++++ RECORD EXCERPTS ++++

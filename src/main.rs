// Copyright (c) 2025 Soumyadip Sarkar.
// All rights reserved.
//
// This source code is licensed under the license found in the
// LICENSE file in the root directory of this source tree.

use anyhow::Result;

use pennywise::{cli, commands, db, logging};

fn main() -> Result<()> {
    let cli = cli::build_cli();
    let matches = cli.get_matches();

    logging::init(logging::resolve_level(
        matches.get_one::<String>("log_level").map(String::as_str),
    ));

    let mut conn = db::open_or_init()?;

    match matches.subcommand() {
        Some(("init", _)) => {
            println!("Database initialized at {}", db::db_path()?.display());
        }
        Some(("config", sub)) => commands::config::handle(&conn, sub)?,
        Some(("account", sub)) => commands::accounts::handle(&conn, sub)?,
        Some(("card", sub)) => commands::cards::handle(&conn, sub)?,
        Some(("tx", sub)) => commands::transactions::handle(&mut conn, sub)?,
        Some(("report", sub)) => commands::reports::handle(&conn, sub)?,
        Some(("export", sub)) => commands::exporter::handle(&conn, sub)?,
        Some(("doctor", _)) => commands::doctor::handle(&conn)?,
        _ => {
            cli::build_cli().print_help()?;
            println!();
        }
    }
    Ok(())
}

++++

Say how many lines in the entries include the word "source", with no text around the number.

2